Au final, « Tout est contrôlé et rien n’est sous contrôle ». D’autant que par la multiplication des contrôles les entreprises démolissent la confiance chez leurs salariés : « Dès lors qu’elles souhaitent substituer à l’initiative, à la bonne volonté ou au sérieux de leurs salariés des processus et des contrôles renforcés, elles font passer un message clair de défiance et tout le monde le comprend ainsi » (p. 164). François Dupuy souligne le fait que savoir ce que chacun doit faire dans une collectivité n’implique pas nécessairement de décortiquer et répartir les tâches ! Et d’ironiser sur le fait qu’il peut y avoir une vie de famille sans rédaction préalable d’ « une charte de la vie de famille ».

Notons d’ailleurs qu’à la différence des grands cabinets-conseils certaines petites équipes de consultants axent leur démarche sur la remotivation des salariés. Ainsi se présente la démarche du cabinet Alter&Go Groupe dans Le Livre du changement : « Notre méthode pour aider les dirigeants à transformer leurs organisations est fondée sur une idée simple : on peut rendre le changement désirable. Pour cela, il faut faire du changement une aventure extraordinaire dont chacun est le héros ».(*)

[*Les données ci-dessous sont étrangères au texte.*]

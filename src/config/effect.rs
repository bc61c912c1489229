// Copyright (C) 2026 Michael Wilson <mike@mdwn.dev>
//
// This program is free software: you can redistribute it and/or modify it under
// the terms of the GNU General Public License as published by the Free Software
// Foundation, version 3.
//
// This program is distributed in the hope that it will be useful, but WITHOUT
// ANY WARRANTY; without even the implied warranty of MERCHANTABILITY or FITNESS
// FOR A PARTICULAR PURPOSE. See the GNU General Public License for more details.
//
// You should have received a copy of the GNU General Public License along with
// this program. If not, see <https://www.gnu.org/licenses/>.
//
use std::{sync::Arc, time::Duration};

use duration_string::DurationString;
use serde::Deserialize;

use super::ProfileError;
use crate::{
    color::Color,
    device::Light,
    effects::{
        fade::{DEFAULT_FADE_DURATION, DEFAULT_FADE_STEPS},
        flash::{DEFAULT_FLASH_COUNT, DEFAULT_FLASH_DURATION},
        heartbeat::{
            DEFAULT_BEAT_COUNT, DEFAULT_BEAT_DURATION, DEFAULT_HEARTBEAT_MAX_BRIGHTNESS,
            DEFAULT_HEARTBEAT_MIN_BRIGHTNESS, DEFAULT_PAUSE_BETWEEN_BEATS,
            DEFAULT_PAUSE_BETWEEN_CYCLES,
        },
        pulse::{
            DEFAULT_PULSE_COUNT, DEFAULT_PULSE_DURATION, DEFAULT_PULSE_MAX_BRIGHTNESS,
            DEFAULT_PULSE_MIN_BRIGHTNESS,
        },
        sunrise::{
            DEFAULT_SUNRISE_DURATION, DEFAULT_SUNRISE_END_BRIGHTNESS,
            DEFAULT_SUNRISE_START_BRIGHTNESS, DEFAULT_SUNRISE_STEPS,
        },
        CompletionCallback, Effect,
    },
};

/// A YAML representation of an effect, tagged by its type.
#[derive(Deserialize, Clone, Debug, PartialEq)]
#[serde(tag = "type", rename_all = "snake_case")]
pub(crate) enum Profile {
    Fade(Fade),
    Sunrise(Sunrise),
    Pulse(Pulse),
    Heartbeat(Heartbeat),
    Flash(Flash),
}

impl Profile {
    pub(crate) fn kind(&self) -> &'static str {
        match self {
            Profile::Fade(_) => "fade",
            Profile::Sunrise(_) => "sunrise",
            Profile::Pulse(_) => "pulse",
            Profile::Heartbeat(_) => "heartbeat",
            Profile::Flash(_) => "flash",
        }
    }

    pub(crate) fn build(
        &self,
        light: Arc<dyn Light>,
        on_complete: Option<CompletionCallback>,
    ) -> Result<Effect, ProfileError> {
        match self {
            Profile::Fade(fade) => fade.build(light, on_complete),
            Profile::Sunrise(sunrise) => sunrise.build(light, on_complete),
            Profile::Pulse(pulse) => pulse.build(light, on_complete),
            Profile::Heartbeat(heartbeat) => heartbeat.build(light, on_complete),
            Profile::Flash(flash) => flash.build(light, on_complete),
        }
    }
}

/// Parses an optional duration string, falling back to the default.
fn duration(
    field: &'static str,
    value: &Option<String>,
    default: Duration,
) -> Result<Duration, ProfileError> {
    value.as_ref().map_or(Ok(default), |value| {
        Ok(DurationString::from_string(value.clone())
            .map_err(|source| ProfileError::Duration { field, source })?
            .into())
    })
}

/// Parses an optional hex or named color.
fn color(field: &'static str, value: &Option<String>) -> Result<Option<Color>, ProfileError> {
    value
        .as_ref()
        .map(|value| Color::parse(value).map_err(|reason| ProfileError::Color { field, reason }))
        .transpose()
}

/// A YAML representation of a fade.
#[derive(Deserialize, Clone, Debug, PartialEq)]
pub(crate) struct Fade {
    /// The starting color. Required.
    from: Option<String>,

    /// The ending color. Required.
    to: Option<String>,

    duration: Option<String>,
    steps: Option<u32>,
    preserve_state: Option<bool>,
}

impl Fade {
    fn build(
        &self,
        light: Arc<dyn Light>,
        on_complete: Option<CompletionCallback>,
    ) -> Result<Effect, ProfileError> {
        let mut builder = Effect::fade()
            .light(light)
            .completion_callback(on_complete)
            .duration(duration("duration", &self.duration, DEFAULT_FADE_DURATION)?)
            .steps(self.steps.unwrap_or(DEFAULT_FADE_STEPS))
            .preserve_state(self.preserve_state.unwrap_or(false));
        if let Some(from) = color("from", &self.from)? {
            builder = builder.from_color(from);
        }
        if let Some(to) = color("to", &self.to)? {
            builder = builder.to_color(to);
        }
        Ok(builder.build()?)
    }
}

/// A YAML representation of a sunrise.
#[derive(Deserialize, Clone, Debug, PartialEq)]
pub(crate) struct Sunrise {
    duration: Option<String>,
    start_brightness: Option<u8>,
    end_brightness: Option<u8>,
    steps: Option<u32>,
    preserve_state: Option<bool>,
}

impl Sunrise {
    fn build(
        &self,
        light: Arc<dyn Light>,
        on_complete: Option<CompletionCallback>,
    ) -> Result<Effect, ProfileError> {
        Ok(Effect::sunrise()
            .light(light)
            .completion_callback(on_complete)
            .duration(duration(
                "duration",
                &self.duration,
                DEFAULT_SUNRISE_DURATION,
            )?)
            .start_brightness(
                self.start_brightness
                    .unwrap_or(DEFAULT_SUNRISE_START_BRIGHTNESS),
            )
            .end_brightness(self.end_brightness.unwrap_or(DEFAULT_SUNRISE_END_BRIGHTNESS))
            .steps(self.steps.unwrap_or(DEFAULT_SUNRISE_STEPS))
            .preserve_state(self.preserve_state.unwrap_or(false))
            .build()?)
    }
}

/// A YAML representation of a pulse. Preserves the light's state unless told otherwise.
#[derive(Deserialize, Clone, Debug, PartialEq)]
pub(crate) struct Pulse {
    min_brightness: Option<u8>,
    max_brightness: Option<u8>,

    /// The duration of one full pulse.
    pulse_duration: Option<String>,
    pulse_count: Option<u32>,
    continuous: Option<bool>,
    preserve_state: Option<bool>,
}

impl Pulse {
    fn build(
        &self,
        light: Arc<dyn Light>,
        on_complete: Option<CompletionCallback>,
    ) -> Result<Effect, ProfileError> {
        Ok(Effect::pulse()
            .light(light)
            .completion_callback(on_complete)
            .min_brightness(self.min_brightness.unwrap_or(DEFAULT_PULSE_MIN_BRIGHTNESS))
            .max_brightness(self.max_brightness.unwrap_or(DEFAULT_PULSE_MAX_BRIGHTNESS))
            .pulse_duration(duration(
                "pulse_duration",
                &self.pulse_duration,
                DEFAULT_PULSE_DURATION,
            )?)
            .pulse_count(self.pulse_count.unwrap_or(DEFAULT_PULSE_COUNT))
            .continuous(self.continuous.unwrap_or(false))
            .preserve_state(self.preserve_state.unwrap_or(true))
            .build()?)
    }
}

/// A YAML representation of a heartbeat.
#[derive(Deserialize, Clone, Debug, PartialEq)]
pub(crate) struct Heartbeat {
    min_brightness: Option<u8>,
    max_brightness: Option<u8>,
    beat_duration: Option<String>,
    pause_between_beats: Option<String>,
    pause_between_cycles: Option<String>,
    beat_count: Option<u32>,

    /// Defaults to true unless a beat count is given.
    continuous: Option<bool>,
    preserve_state: Option<bool>,
}

impl Heartbeat {
    fn continuous(&self) -> bool {
        self.continuous.unwrap_or(self.beat_count.is_none())
    }

    fn build(
        &self,
        light: Arc<dyn Light>,
        on_complete: Option<CompletionCallback>,
    ) -> Result<Effect, ProfileError> {
        Ok(Effect::heartbeat()
            .light(light)
            .completion_callback(on_complete)
            .min_brightness(
                self.min_brightness
                    .unwrap_or(DEFAULT_HEARTBEAT_MIN_BRIGHTNESS),
            )
            .max_brightness(
                self.max_brightness
                    .unwrap_or(DEFAULT_HEARTBEAT_MAX_BRIGHTNESS),
            )
            .beat_duration(duration(
                "beat_duration",
                &self.beat_duration,
                DEFAULT_BEAT_DURATION,
            )?)
            .pause_between_beats(duration(
                "pause_between_beats",
                &self.pause_between_beats,
                DEFAULT_PAUSE_BETWEEN_BEATS,
            )?)
            .pause_between_cycles(duration(
                "pause_between_cycles",
                &self.pause_between_cycles,
                DEFAULT_PAUSE_BETWEEN_CYCLES,
            )?)
            // Setting the count clears continuous, so it has to come first.
            .beat_count(self.beat_count.unwrap_or(DEFAULT_BEAT_COUNT))
            .continuous(self.continuous())
            .preserve_state(self.preserve_state.unwrap_or(false))
            .build()?)
    }
}

/// A YAML representation of a flash.
#[derive(Deserialize, Clone, Debug, PartialEq)]
pub(crate) struct Flash {
    first_color: Option<String>,
    second_color: Option<String>,

    /// How long each color is shown.
    flash_duration: Option<String>,
    flash_count: Option<u32>,
    continuous: Option<bool>,

    /// Leave the light on the second color when the flash ends.
    end_on_second_color: Option<bool>,
    preserve_state: Option<bool>,
}

impl Flash {
    fn build(
        &self,
        light: Arc<dyn Light>,
        on_complete: Option<CompletionCallback>,
    ) -> Result<Effect, ProfileError> {
        Ok(Effect::flash()
            .light(light)
            .completion_callback(on_complete)
            .first_color(color("first_color", &self.first_color)?.unwrap_or(Color::BLACK))
            .second_color(color("second_color", &self.second_color)?.unwrap_or(Color::WHITE))
            .flash_duration(duration(
                "flash_duration",
                &self.flash_duration,
                DEFAULT_FLASH_DURATION,
            )?)
            .flash_count(self.flash_count.unwrap_or(DEFAULT_FLASH_COUNT))
            .continuous(self.continuous.unwrap_or(false))
            .end_on_second_color(self.end_on_second_color.unwrap_or(false))
            .preserve_state(self.preserve_state.unwrap_or(false))
            .build()?)
    }
}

Cette démarche reste malgré tout exceptionnelle tant le poids du conformisme managérial est grand. Au point d’ailleurs que les administrations elles-mêmes se font un devoir d’adopter les procédures bureaucratiques venues du privé… C’est l’un des sens de la révision générale des politiques publiques (RGPP) : importer dans le secteur public les « process » (en français, les règles administratives) du privé chèrement promus par les grands cabinets-conseils.

Pourquoi les grandes entreprises sélectionnent-elles des méthodes de management inefficaces ?

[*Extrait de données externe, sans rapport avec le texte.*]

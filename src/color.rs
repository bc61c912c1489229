// Copyright (C) 2026 Michael Wilson <mike@mdwn.dev>
//
// This program is free software: you can redistribute it and/or modify it under
// the terms of the GNU General Public License as published by the Free Software
// Foundation, version 3.
//
// This program is distributed in the hope that it will be useful, but WITHOUT
// ANY WARRANTY; without even the implied warranty of MERCHANTABILITY or FITNESS
// FOR A PARTICULAR PURPOSE. See the GNU General Public License for more details.
//
// You should have received a copy of the GNU General Public License along with
// this program. If not, see <https://www.gnu.org/licenses/>.
//
use std::fmt;

use serde::Serialize;

/// An RGB color as sent to a light.
#[derive(Debug, Clone, Copy, PartialEq, Eq, Hash, Serialize)]
pub struct Color {
    pub r: u8,
    pub g: u8,
    pub b: u8,
}

impl Color {
    pub const BLACK: Color = Color::new(0, 0, 0);
    pub const WHITE: Color = Color::new(255, 255, 255);

    pub const fn new(r: u8, g: u8, b: u8) -> Self {
        Self { r, g, b }
    }

    /// Parses a `#rrggbb` (or `rrggbb`) hex string.
    pub fn from_hex(hex: &str) -> Result<Self, String> {
        let hex = hex.trim_start_matches('#');
        if hex.len() != 6 || !hex.is_ascii() {
            return Err(format!("Invalid hex color format: {}", hex));
        }

        let channel = |range: std::ops::Range<usize>| {
            u8::from_str_radix(&hex[range], 16).map_err(|e| format!("Invalid hex color: {}", e))
        };

        Ok(Color::new(channel(0..2)?, channel(2..4)?, channel(4..6)?))
    }

    /// Looks up a color by name. Includes the sunrise palette.
    pub fn from_name(name: &str) -> Result<Self, String> {
        match name.to_lowercase().as_str() {
            "red" => Ok(Color::new(255, 0, 0)),
            "green" => Ok(Color::new(0, 255, 0)),
            "blue" => Ok(Color::new(0, 0, 255)),
            "white" => Ok(Color::WHITE),
            "black" => Ok(Color::BLACK),
            "yellow" => Ok(Color::new(255, 255, 0)),
            "cyan" => Ok(Color::new(0, 255, 255)),
            "magenta" => Ok(Color::new(255, 0, 255)),
            "orange" => Ok(Color::new(255, 165, 0)),
            "purple" => Ok(Color::new(128, 0, 128)),
            "deep_red" => Ok(palette::DEEP_RED),
            "warm_orange" => Ok(palette::WARM_ORANGE),
            "bright_orange" => Ok(palette::BRIGHT_ORANGE),
            "warm_yellow" => Ok(palette::WARM_YELLOW),
            _ => Err(format!("Unknown color name: {}", name)),
        }
    }

    /// Parses either a hex string or a color name.
    pub fn parse(value: &str) -> Result<Self, String> {
        let value = value.trim();
        if value.starts_with('#') {
            Color::from_hex(value)
        } else {
            Color::from_name(value).or_else(|e| Color::from_hex(value).map_err(|_| e))
        }
    }

    /// Linearly interpolate between two colors, channel by channel.
    /// `ratio` 0.0 returns `self` and 1.0 returns `other`. The ratio is not clamped;
    /// each channel is truncated toward zero (and saturates at the u8 bounds).
    pub fn lerp(&self, other: &Color, ratio: f64) -> Self {
        let lerp_channel =
            |from: u8, to: u8| (f64::from(from) + (f64::from(to) - f64::from(from)) * ratio) as u8;

        Self {
            r: lerp_channel(self.r, other.r),
            g: lerp_channel(self.g, other.g),
            b: lerp_channel(self.b, other.b),
        }
    }
}

impl fmt::Display for Color {
    fn fmt(&self, f: &mut fmt::Formatter<'_>) -> fmt::Result {
        write!(f, "#{:02x}{:02x}{:02x}", self.r, self.g, self.b)
    }
}

/// Linearly interpolate a brightness percentage, truncating toward zero.
pub fn lerp_brightness(from: u8, to: u8, ratio: f64) -> u8 {
    (f64::from(from) + (f64::from(to) - f64::from(from)) * ratio) as u8
}

/// The sunrise color progression.
pub mod palette {
    use super::Color;

    /// Pre-dawn.
    pub const DEEP_RED: Color = Color::new(80, 20, 0);
    /// Early sunrise.
    pub const WARM_ORANGE: Color = Color::new(200, 80, 0);
    pub const BRIGHT_ORANGE: Color = Color::new(255, 140, 0);
    /// Morning.
    pub const WARM_YELLOW: Color = Color::new(255, 220, 150);
}

#[cfg(test)]
mod test {
    use super::*;

    const RED: Color = Color::new(255, 0, 0);
    const BLUE: Color = Color::new(0, 0, 255);

    #[test]
    fn test_lerp_endpoints() {
        let pairs = [
            (RED, BLUE),
            (Color::BLACK, Color::WHITE),
            (palette::DEEP_RED, palette::WARM_YELLOW),
            (Color::new(13, 200, 77), Color::new(250, 3, 77)),
        ];

        for (from, to) in pairs {
            assert_eq!(from.lerp(&to, 0.0), from);
            assert_eq!(from.lerp(&to, 1.0), to);
        }
    }

    #[test]
    fn test_lerp_monotonic() {
        let from = Color::new(10, 250, 100);
        let to = Color::new(240, 5, 100);

        let mut previous = from;
        for i in 1..=100 {
            let current = from.lerp(&to, f64::from(i) / 100.0);
            assert!(current.r >= previous.r, "red went backwards at {}", i);
            assert!(current.g <= previous.g, "green went backwards at {}", i);
            assert_eq!(current.b, 100);
            previous = current;
        }
    }

    #[test]
    fn test_lerp_truncates() {
        // 255 + (0 - 255) * 0.5 = 127.5
        assert_eq!(RED.lerp(&BLUE, 0.5), Color::new(127, 0, 127));
        assert_eq!(lerp_brightness(10, 100, 0.5), 55);
        assert_eq!(lerp_brightness(100, 10, 0.25), 77);
        assert_eq!(lerp_brightness(1, 2, 0.99), 1);
    }

    #[test]
    fn test_lerp_does_not_clamp_ratio() {
        assert_eq!(lerp_brightness(10, 20, 2.0), 30);
        assert_eq!(lerp_brightness(10, 20, -0.5), 5);
        // Out of range channel values saturate rather than wrap.
        assert_eq!(Color::new(200, 0, 0).lerp(&Color::new(250, 0, 0), 2.0).r, 255);
    }

    #[test]
    fn test_parse() {
        assert_eq!(Color::parse("#ff8800").unwrap(), Color::new(255, 136, 0));
        assert_eq!(Color::parse("00ff00").unwrap(), Color::new(0, 255, 0));
        assert_eq!(Color::parse("Red").unwrap(), RED);
        assert_eq!(Color::parse("warm_yellow").unwrap(), palette::WARM_YELLOW);
        assert!(Color::parse("#12345").is_err());
        assert!(Color::parse("chartreuse").is_err());
        assert!(Color::parse("#gg0000").is_err());
    }

    #[test]
    fn test_display() {
        assert_eq!(Color::new(255, 136, 0).to_string(), "#ff8800");
    }
}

Sociologue, François Dupuy ne pose pas la question économique qui fâche : comment les grandes entreprises parviennent à survivre dans un univers concurrentiel alors qu’elles sélectionnent des méthodes de fonctionnement inefficaces ?

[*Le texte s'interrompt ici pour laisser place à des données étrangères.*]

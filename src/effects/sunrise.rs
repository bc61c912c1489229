// Copyright (C) 2026 Michael Wilson <mike@mdwn.dev>
//
// This program is free software: you can redistribute it and/or modify it under
// the terms of the GNU General Public License as published by the Free Software
// Foundation, version 3.
//
// This program is distributed in the hope that it will be useful, but WITHOUT
// ANY WARRANTY; without even the implied warranty of MERCHANTABILITY or FITNESS
// FOR A PARTICULAR PURPOSE. See the GNU General Public License for more details.
//
// You should have received a copy of the GNU General Public License along with
// this program. If not, see <https://www.gnu.org/licenses/>.
//
use std::time::Duration;

use super::{
    check_brightness, check_count, check_interval, common_builder_methods, nth, Common,
    ConfigError, Effect, Length, Policy, Timing,
};
use crate::{
    color::{lerp_brightness, palette, Color},
    device::LightState,
};

pub const DEFAULT_SUNRISE_DURATION: Duration = Duration::from_secs(20 * 60);
pub const DEFAULT_SUNRISE_START_BRIGHTNESS: u8 = 1;
pub const DEFAULT_SUNRISE_END_BRIGHTNESS: u8 = 100;
pub const DEFAULT_SUNRISE_STEPS: u32 = 100;
pub const MIN_SUNRISE_STEPS: u32 = 10;

/// End of the deep red to warm orange segment.
const EARLY_END: f64 = 0.25;
/// End of the warm orange to bright orange segment.
const MID_END: f64 = 0.60;

/// The sunrise color at the given progress through the effect.
///
/// | progress     | from          | to            |
/// |--------------|---------------|---------------|
/// | [0, 0.25)    | deep red      | warm orange   |
/// | [0.25, 0.60) | warm orange   | bright orange |
/// | [0.60, 1.0]  | bright orange | warm yellow   |
pub fn sunrise_color(progress: f64) -> Color {
    if progress < EARLY_END {
        palette::DEEP_RED.lerp(&palette::WARM_ORANGE, progress / EARLY_END)
    } else if progress < MID_END {
        palette::WARM_ORANGE.lerp(
            &palette::BRIGHT_ORANGE,
            (progress - EARLY_END) / (MID_END - EARLY_END),
        )
    } else {
        palette::BRIGHT_ORANGE.lerp(&palette::WARM_YELLOW, (progress - MID_END) / (1.0 - MID_END))
    }
}

/// A slow color and brightness ramp imitating a sunrise.
#[derive(Debug, Clone, PartialEq)]
pub struct SunriseConfig {
    duration: Duration,
    start_brightness: u8,
    end_brightness: u8,
    steps: u32,
}

impl SunriseConfig {
    pub fn duration(&self) -> Duration {
        self.duration
    }

    pub fn start_brightness(&self) -> u8 {
        self.start_brightness
    }

    pub fn end_brightness(&self) -> u8 {
        self.end_brightness
    }

    pub fn steps(&self) -> u32 {
        self.steps
    }

    pub fn interval(&self) -> Duration {
        self.duration / self.steps
    }

    pub(crate) fn initial_state(&self) -> Option<LightState> {
        Some(
            LightState::new()
                .color(palette::DEEP_RED)
                .brightness(self.start_brightness)
                .on(),
        )
    }

    pub(crate) fn length(&self) -> Length {
        Length::Steps(u64::from(self.steps))
    }

    pub(crate) fn timing(&self, step: u64) -> Timing {
        Timing::At(nth(self.interval(), step + 1))
    }

    pub(crate) fn state_for(&self, step: u64) -> LightState {
        let progress = (step + 1) as f64 / f64::from(self.steps);
        LightState::new()
            .color(sunrise_color(progress))
            .brightness(lerp_brightness(
                self.start_brightness,
                self.end_brightness,
                progress,
            ))
            .on()
    }
}

/// Builds a sunrise effect.
pub struct SunriseBuilder {
    common: Common,
    duration: Duration,
    start_brightness: u8,
    end_brightness: u8,
    steps: u32,
}

impl Default for SunriseBuilder {
    fn default() -> Self {
        SunriseBuilder {
            common: Common::default(),
            duration: DEFAULT_SUNRISE_DURATION,
            start_brightness: DEFAULT_SUNRISE_START_BRIGHTNESS,
            end_brightness: DEFAULT_SUNRISE_END_BRIGHTNESS,
            steps: DEFAULT_SUNRISE_STEPS,
        }
    }
}

impl SunriseBuilder {
    common_builder_methods!();

    pub fn duration(mut self, duration: Duration) -> Self {
        self.duration = duration;
        self
    }

    pub fn start_brightness(mut self, start_brightness: u8) -> Self {
        self.start_brightness = start_brightness;
        self
    }

    pub fn end_brightness(mut self, end_brightness: u8) -> Self {
        self.end_brightness = end_brightness;
        self
    }

    pub fn steps(mut self, steps: u32) -> Self {
        self.steps = steps;
        self
    }

    pub fn build(self) -> Result<Effect, ConfigError> {
        check_brightness("Start brightness", self.start_brightness)?;
        check_brightness("End brightness", self.end_brightness)?;
        if self.start_brightness >= self.end_brightness {
            return Err(ConfigError::InvalidBrightnessRange {
                min: self.start_brightness,
                max: self.end_brightness,
            });
        }
        check_count("Steps", self.steps, MIN_SUNRISE_STEPS)?;

        let config = SunriseConfig {
            duration: self.duration,
            start_brightness: self.start_brightness,
            end_brightness: self.end_brightness,
            steps: self.steps,
        };
        check_interval(config.interval())?;

        Effect::new(Policy::Sunrise(config), self.common)
    }
}

#[cfg(test)]
mod test {
    use std::sync::Arc;

    use crate::device::mock;

    use super::*;

    #[test]
    fn test_sunrise_segments() {
        assert_eq!(sunrise_color(0.0), palette::DEEP_RED);
        assert_eq!(sunrise_color(0.25), palette::WARM_ORANGE);
        assert_eq!(sunrise_color(0.60), palette::BRIGHT_ORANGE);
        assert_eq!(sunrise_color(1.0), palette::WARM_YELLOW);

        // Halfway through the first segment.
        assert_eq!(sunrise_color(0.125), Color::new(140, 50, 0));
    }

    #[test]
    fn test_sunrise_only_brightens() {
        let mut previous = sunrise_color(0.0);
        for i in 1..=200 {
            let current = sunrise_color(f64::from(i) / 200.0);
            assert!(current.r >= previous.r, "red dropped at {}", i);
            assert!(current.g >= previous.g, "green dropped at {}", i);
            assert!(current.b >= previous.b, "blue dropped at {}", i);
            previous = current;
        }
    }

    #[test]
    fn test_validation() {
        let light = Arc::new(mock::Light::new("mock-sunrise"));

        assert!(Effect::sunrise().light(light.clone()).build().is_ok());
        assert_eq!(
            Effect::sunrise()
                .light(light.clone())
                .start_brightness(0)
                .build()
                .err(),
            Some(ConfigError::BrightnessOutOfRange {
                field: "Start brightness",
                value: 0
            })
        );
        assert_eq!(
            Effect::sunrise()
                .light(light.clone())
                .start_brightness(60)
                .end_brightness(40)
                .build()
                .err(),
            Some(ConfigError::InvalidBrightnessRange { min: 60, max: 40 })
        );
        assert!(matches!(
            Effect::sunrise().light(light.clone()).steps(9).build().err(),
            Some(ConfigError::TooFewSteps { min: 10, .. })
        ));
        assert!(matches!(
            Effect::sunrise()
                .light(light)
                .duration(Duration::from_millis(500))
                .steps(100)
                .build()
                .err(),
            Some(ConfigError::StepTooShort { .. })
        ));
    }

    #[test]
    fn test_plan() {
        let effect = Effect::sunrise()
            .light(Arc::new(mock::Light::new("mock-sunrise")))
            .duration(Duration::from_secs(10))
            .start_brightness(1)
            .end_brightness(100)
            .steps(10)
            .build()
            .expect("sunrise should build");
        let policy = effect.policy();

        assert_eq!(policy.length(), Length::Steps(10));
        assert_eq!(
            policy.initial_state(false),
            Some(
                LightState::new()
                    .color(palette::DEEP_RED)
                    .brightness(1)
                    .on()
            )
        );
        assert_eq!(policy.timing(0), Timing::At(Duration::from_secs(1)));
        assert_eq!(policy.timing(9), Timing::At(Duration::from_secs(10)));
        assert_eq!(
            policy.state_for(9),
            LightState::new()
                .color(palette::WARM_YELLOW)
                .brightness(100)
                .on()
        );
    }
}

Plusieurs réponses sont susceptibles d’être apportées :

– d’abord, la compétition entre entreprises est très relative : nous vivons dans une économie de grands oligopoles ; les mécanismes d’entente implicite ou explicite limitent donc très fortement la concurrence réelle ;
– ensuite, les grands oligopoles exercent souvent des positions dominantes à la fois à l’égard de leurs clients et surtout vis-à-vis de leurs fournisseurs et de leurs sous-traitants ; ils peuvent capter une part importante de la plus-value au bénéfice de leurs actionnaires, de leurs managers et de leurs structures bureaucratiques plus ou moins parasitaires ;
– par ailleurs, les grands oligopoles sont souvent adossés au pouvoir financier (qui crée la monnaie) et au pouvoir politique qui crée leur environnement juridique et fiscal ; c’est ainsi qu’en France le prélèvement fiscal sur les grandes firmes multinationales est trois fois moindre que celui qui frappe les PME ;
– enfin, globalement les grandes entreprises sont destructrices d’emplois et leur croissance ne se fait souvent (grâce au pouvoir financier) que de manière externe, c’est-à-dire par achat/absorption de petites unités encore performantes ;
– il convient aussi de noter que les grandes entreprises font l’objet d’une « normalisation » au niveau mondial par les « big four », les quatre grands cabinets de conseil (KPMG, Deloitte, Pricewaterhouse Coopers et Ernst & Young). Et ces derniers diffusent de manière épidémique les mêmes pratiques (bonnes ou mauvaises !).

Les changements économiques à venir

La figure économique dominante des dernières décennies, c’est la multinationale étendant son empire grâce à la mondialisation. Son revers, c’est la bureaucratisation, la dépersonnalisation des rapports professionnels et la propagation des crises par delà les frontières. Le temps du désenchantement est arrivé. La crise de 2008 a ouvert la voie d’une nouvelle période économique qui passera nécessairement par une relocalisation des échanges et une repersonnalisation des relations humaines.

Andrea Massari
Polémia
08/06/2011

François Dupuy, Lost in management. La Vie quotidienne des entreprises au XXIe siècle, édition du Seuil, février 2011, 268 pages, 20€.

(*) Le livre du changement, Alter&Go Groupe, Editions Eyrolles, février 2011, 256 pages, 22€.